Chemical potential of a test hard sphere of variable size in a hard-sphere fluid.

The Labík and Smith Monte Carlo simulation technique to implement the Widom particle insertion method is applied using Molecular Dynamics (MD) instead to calculate numerically the insertion probability, P0(η,σ0), of tracer hard-sphere (HS) particles of different diameters, σ0, in a host HS fluid of diameter σ and packing fraction, η, up to 0.5. It is shown analytically that the only polynomial representation of -ln⁡P0(η,σ0) consistent with the limits σ0→0 and σ0→∞ has necessarily a cubic form, c0(η)+c1(η)σ0/σ+c2(η)(σ0/σ)2+c3(η)(σ0/σ)3. Our MD data for -ln⁡P0(η,σ0) are fitted to such a cubic polynomial and the functions c0(η) and c1(η) are found to be statistically indistinguishable from their exact solution forms.

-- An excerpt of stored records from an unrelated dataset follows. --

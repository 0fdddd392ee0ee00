//! Authentication: login, registration and the principal of mutating calls.
//!
//! There are no session tokens. A client keeps the [`UserInfo`] returned by
//! `login` and proves itself again on every mutating request; the HTTP layer
//! turns those credentials into a [`Principal`] via
//! [`AuthService::authenticate`].

use std::sync::Arc;

use uuid::Uuid;

use crate::{
  Error, Result,
  credential::hash_password,
  incident::Incident,
  store::IncidentStore,
  user::{Role, User, UserInfo},
};

/// The authenticated user behind a request.
#[derive(Debug, Clone, PartialEq, Eq)]
pub struct Principal {
  pub id:       Uuid,
  pub username: String,
  pub role:     Role,
}

impl Principal {
  pub fn is_admin(&self) -> bool { self.role == Role::Admin }

  /// Admins may delete anything; everyone else only what they created.
  pub fn may_delete(&self, incident: &Incident) -> bool {
    self.is_admin() || incident.user_id == Some(self.id)
  }
}

impl From<&UserInfo> for Principal {
  fn from(info: &UserInfo) -> Self {
    Self {
      id:       info.id,
      username: info.username.clone(),
      role:     info.role,
    }
  }
}

/// Login, registration and admin seeding over an [`IncidentStore`].
pub struct AuthService<S> {
  store: Arc<S>,
}

impl<S> Clone for AuthService<S> {
  fn clone(&self) -> Self { Self { store: Arc::clone(&self.store) } }
}

impl<S: IncidentStore> AuthService<S> {
  pub fn new(store: Arc<S>) -> Self { Self { store } }

  /// Check `password` for `username` and return the account.
  ///
  /// Unknown users and wrong passwords fail the same way.
  pub async fn login(&self, username: &str, password: &str) -> Result<UserInfo> {
    let user = self
      .store
      .find_user(username)
      .await
      .map_err(Error::store)?
      .ok_or(Error::Unauthorized)?;

    let credential = user.credential();
    if !credential.verify(password) {
      tracing::debug!(username, "password mismatch");
      return Err(Error::Unauthorized);
    }
    if !credential.is_hashed() {
      tracing::warn!(username, "account still uses a plaintext password");
    }
    Ok(user.info())
  }

  /// [`login`](Self::login), reduced to what authorization needs.
  pub async fn authenticate(&self, username: &str, password: &str) -> Result<Principal> {
    self.login(username, password).await.map(|info| Principal::from(&info))
  }

  /// Create a `user` account. Fails with [`Error::UsernameTaken`] when the
  /// store's unique constraint rejects the username.
  pub async fn register(&self, username: &str, password: &str, name: &str) -> Result<UserInfo> {
    self.create(username, password, name, Role::User).await?.ok_or_else(|| {
      tracing::debug!(username, "registration rejected: username taken");
      Error::UsernameTaken(username.to_owned())
    })
  }

  /// Make sure an `admin` account named `username` exists.
  ///
  /// An existing account is returned untouched, whatever its role and
  /// password.
  pub async fn seed_admin(&self, username: &str, password: &str, name: &str) -> Result<UserInfo> {
    if let Some(user) = self.create(username, password, name, Role::Admin).await? {
      tracing::info!(username, "admin account created");
      return Ok(user);
    }
    let existing = self
      .store
      .find_user(username)
      .await
      .map_err(Error::store)?
      .ok_or_else(|| Error::UsernameTaken(username.to_owned()))?;
    tracing::info!(username, "admin account already present");
    Ok(existing.info())
  }

  async fn create(
    &self,
    username: &str,
    password: &str,
    name: &str,
    role: Role,
  ) -> Result<Option<UserInfo>> {
    if username.trim().is_empty() {
      return Err(Error::BadRequest("username must not be empty".into()));
    }
    if password.is_empty() {
      return Err(Error::BadRequest("password must not be empty".into()));
    }

    let user = User::new(username.to_owned(), hash_password(password)?, name.to_owned(), role);
    let stored = self.store.insert_user(user).await.map_err(Error::store)?;
    Ok(stored.map(|u| u.info()))
  }
}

Similarly, c2(η) and c3(η) agree very well with the Boublík-Mansoori-Carnahan-Starling-Leland and Boublík-Carnahan-Starling-Kolafa formulas. The cubic polynomial is extrapolated (high density) or interpolated (low density) to obtain the chemical potential of the host fluid, or σ0→σ, as βμex=c0+c1+c2+c3. Excellent agreement between the Carnahan-Starling and Carnahan-Starling-Kolafa theories with our MD data is evident.